The Day Spa Years
Every Wednesday, I become someone else's problem
I walk into my living room, which has been transformed into a makeshift day spa, and I'm immediately greeted by two entrepreneurs who see me coming from a mile away. They've got towels draped over the couch arms, bottles of nail polish arranged like a rainbow, a predatory gleam in their eyes that would make a used car salesman proud.
"Welcome to our day spa!" my youngest announces, all business despite the fact she’s wearing a flowing princess gown. "Do you have an appointment?"
I do not have an appointment. I never have an appointment. But somehow, they always manage to squeeze me in.
This is how I spend my Wednesday mornings: getting pedicures from my daughters. And before you start picturing some enlightened modern dad who's comfortably in-tune with his feminine side, let me be clear: I used to let them do manicures too. Until people started giving me looks that suggested I’d forced them to bear witness to some mid-life crisis/gender-norm rebellion. Vanity won. The fingernails had to go.

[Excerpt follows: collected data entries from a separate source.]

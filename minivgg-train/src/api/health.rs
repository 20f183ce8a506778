//! Health check endpoint

use axum::{extract::State, routing::get, Json, Router};
use chrono::Utc;
use serde::Serialize;

use crate::AppState;

#[derive(Debug, Serialize)]
#[serde(rename_all = "camelCase")]
pub struct HealthResponse {
    /// "ok" while the service is accepting jobs
    pub status: String,
    pub module: String,
    pub version: String,
    pub uptime_seconds: u64,
    /// Jobs submitted but not yet complete or failed
    pub active_jobs: usize,
    #[serde(skip_serializing_if = "Option::is_none")]
    pub last_error: Option<String>,
}

/// GET /health
pub async fn health_check(State(state): State<AppState>) -> Json<HealthResponse> {
    let uptime = Utc::now().signed_duration_since(state.startup_time);
    let uptime_seconds = uptime.num_seconds().max(0) as u64;

    let registry = state.runner.registry();
    Json(HealthResponse {
        status: "ok".to_string(),
        module: "minivgg-train".to_string(),
        version: env!("CARGO_PKG_VERSION").to_string(),
        uptime_seconds,
        active_jobs: registry.active_count().await,
        last_error: registry.last_error().await,
    })
}

pub fn health_routes() -> Router<AppState> {
    Router::new().route("/health", get(health_check))
}
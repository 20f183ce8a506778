//! Training job state machine
//!
//! A job progresses through the pipeline stages in order:
//! RECEIVED → LOADING → PREPROCESSING → SPLITTING → TRAINING → EVALUATING →
//! PERSISTING → ASSEMBLING_RESULT → COMPLETE
//!
//! Any stage may move to FAILED. There is no retry and no resumption; a
//! failed job has to be resubmitted from scratch.

use chrono::{DateTime, Utc};
use serde::{Deserialize, Serialize};
use uuid::Uuid;

use crate::models::{TrainingRequest, TrainingResult};
use crate::pipeline::PipelineError;

#[derive(Debug, Clone, Copy, PartialEq, Eq, Serialize, Deserialize)]
#[serde(rename_all = "SCREAMING_SNAKE_CASE")]
pub enum JobState {
    /// Accepted, not yet started
    Received,
    /// Dataset discovery
    Loading,
    /// Image decoding and resizing
    Preprocessing,
    /// Held-out or train-only partitioning
    Splitting,
    /// Model construction and fitting
    Training,
    /// Prediction, accuracy and classification report
    Evaluating,
    /// Model serialization
    Persisting,
    AssemblingResult,
    Complete,
    Failed,
}

impl JobState {
    pub fn is_terminal(self) -> bool {
        matches!(self, JobState::Complete | JobState::Failed)
    }
}

/// State transition event, logged by the job registry
#[derive(Debug, Clone, Serialize, Deserialize)]
#[serde(rename_all = "camelCase")]
pub struct StateTransition {
    pub job_id: Uuid,
    pub old_state: JobState,
    pub new_state: JobState,
    pub transitioned_at: DateTime<Utc>,
}

/// Why a job failed, in the shape reported to pollers
#[derive(Debug, Clone, PartialEq, Serialize, Deserialize)]
#[serde(rename_all = "camelCase")]
pub struct JobFailure {
    /// Machine code, e.g. "DATASET_ERROR"
    pub code: String,
    /// Error kind, e.g. "DatasetError"
    pub kind: String,
    /// Stage the job was in when it failed
    pub stage: JobState,
    pub message: String,
}

impl JobFailure {
    pub fn from_pipeline(error: &PipelineError, stage: JobState) -> Self {
        Self {
            code: error.code().to_string(),
            kind: error.kind().to_string(),
            stage,
            message: error.to_string(),
        }
    }

    /// Worker panicked or was lost before producing an outcome
    pub fn internal(message: impl Into<String>, stage: JobState) -> Self {
        Self {
            code: "INTERNAL_ERROR".to_string(),
            kind: "InternalError".to_string(),
            stage,
            message: message.into(),
        }
    }

    pub fn is_client_error(&self) -> bool {
        self.code == "INVALID_REQUEST"
    }
}

/// One submitted job (in-memory only)
#[derive(Debug, Clone, Serialize, Deserialize)]
#[serde(rename_all = "camelCase")]
pub struct TrainingJob {
    pub job_id: Uuid,
    pub task_id: String,
    pub train_only: bool,
    pub state: JobState,
    pub submitted_at: DateTime<Utc>,
    #[serde(skip_serializing_if = "Option::is_none")]
    pub ended_at: Option<DateTime<Utc>>,
    #[serde(skip_serializing_if = "Option::is_none")]
    pub result: Option<TrainingResult>,
    #[serde(skip_serializing_if = "Option::is_none")]
    pub error: Option<JobFailure>,
}

impl TrainingJob {
    pub fn new(request: &TrainingRequest) -> Self {
        Self {
            job_id: Uuid::new_v4(),
            task_id: request.task_id.clone(),
            train_only: request.train_only,
            state: JobState::Received,
            submitted_at: Utc::now(),
            ended_at: None,
            result: None,
            error: None,
        }
    }

    /// Transition to new state
    pub fn transition_to(&mut self, new_state: JobState) -> StateTransition {
        let transition = StateTransition {
            job_id: self.job_id,
            old_state: self.state,
            new_state,
            transitioned_at: Utc::now(),
        };
        self.state = new_state;

        if new_state.is_terminal() {
            self.ended_at = Some(transition.transitioned_at);
        }

        transition
    }

    pub fn complete(&mut self, result: TrainingResult) -> StateTransition {
        self.result = Some(result);
        self.transition_to(JobState::Complete)
    }

    /// Record the failure against the stage the job was in
    pub fn fail_with(&mut self, failure: JobFailure) -> StateTransition {
        self.error = Some(failure);
        self.transition_to(JobState::Failed)
    }

    pub fn is_terminal(&self) -> bool {
        self.state.is_terminal()
    }
}

#[cfg(test)]
mod tests {
    use super::*;

    fn job() -> TrainingJob {
        TrainingJob::new(&TrainingRequest::new("job-1", "/data", false))
    }

    #[test]
    fn new_job_is_received() {
        let job = job();
        assert_eq!(job.state, JobState::Received);
        assert_eq!(job.task_id, "job-1");
        assert!(job.ended_at.is_none());
        assert!(!job.is_terminal());
    }

    #[test]
    fn transitions_record_old_and_new_state() {
        let mut job = job();
        let transition = job.transition_to(JobState::Loading);
        assert_eq!(transition.old_state, JobState::Received);
        assert_eq!(transition.new_state, JobState::Loading);
        assert_eq!(job.state, JobState::Loading);
        assert!(job.ended_at.is_none());
    }

    #[test]
    fn failure_keeps_stage_and_sets_end_time() {
        let mut job = job();
        job.transition_to(JobState::Training);
        let error = PipelineError::Training("training partition is empty".to_string());
        job.fail_with(JobFailure::from_pipeline(&error, job.state));

        assert_eq!(job.state, JobState::Failed);
        assert!(job.ended_at.is_some());
        let failure = job.error.as_ref().unwrap();
        assert_eq!(failure.stage, JobState::Training);
        assert_eq!(failure.kind, "TrainingError");
        assert_eq!(failure.code, "TRAINING_ERROR");
    }

    #[test]
    fn states_serialize_screaming_snake_case() {
        assert_eq!(
            serde_json::to_value(JobState::AssemblingResult).unwrap(),
            serde_json::json!("ASSEMBLING_RESULT")
        );
    }
}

But the toes? The toes stay.
My eldest daughter approaches her art methodically and precisely, someone who colored inside the lines from the moment she first held a Crayola. Any stray mark would cause the kind of world-ending despair that only makes sense in childhood. But something magical happens when a bottle of nail polish enters the picture. This perfectionist suddenly becomes an abstract expressionist, slathering the stuff on and caring not a whit about how much ends up on my toenails versus the surrounding real estate. It's the lone area where her meticulousness serves a different purpose: speed over artistry.
The youngest takes the opposite approach. For her, nail painting is an elevated art form. This girly-girl spends extra time each morning selecting the perfect outfit, using her innate sense of color matching to keep coordinated with her perfectly painted fingers and toes. And her preference for heels over sneakers already has my wallet bracing for the teenage years. Every day brings a new hairstyle - pigtails, ponytails, braids, and other elaborate arrangements that require a cosmetology degree to style. Fashion worship defines her approach to my toes, bringing that same reverence to each pedicure session. Constant experimentation with new color combinations comes naturally. Alternating toes? No problem. Intricate patterns with gem inlays? Even better.
The whole thing began when she was about five, maybe just before. She'd joined my wife at her nail appointment and was treated to her first manicure. She left the spa transformed, like she'd discovered fire or the perfect shade of pink. It evolved naturally from there, the way great traditions do. Just two kids being kids and wanting to play Day Spa.
But this isn't just dress-up. No, no. This is theater.
I get to play a different character each week. Sometimes I'm the chatty regular who wants to know about my nail techs’ families and their weekend plans. Other times I'm the difficult customer who complains about the temperature of his complimentary cucumber water and demands face time with the manager. Or the guy who's never been to a spa and needs everything explained to him like he's visiting from another planet.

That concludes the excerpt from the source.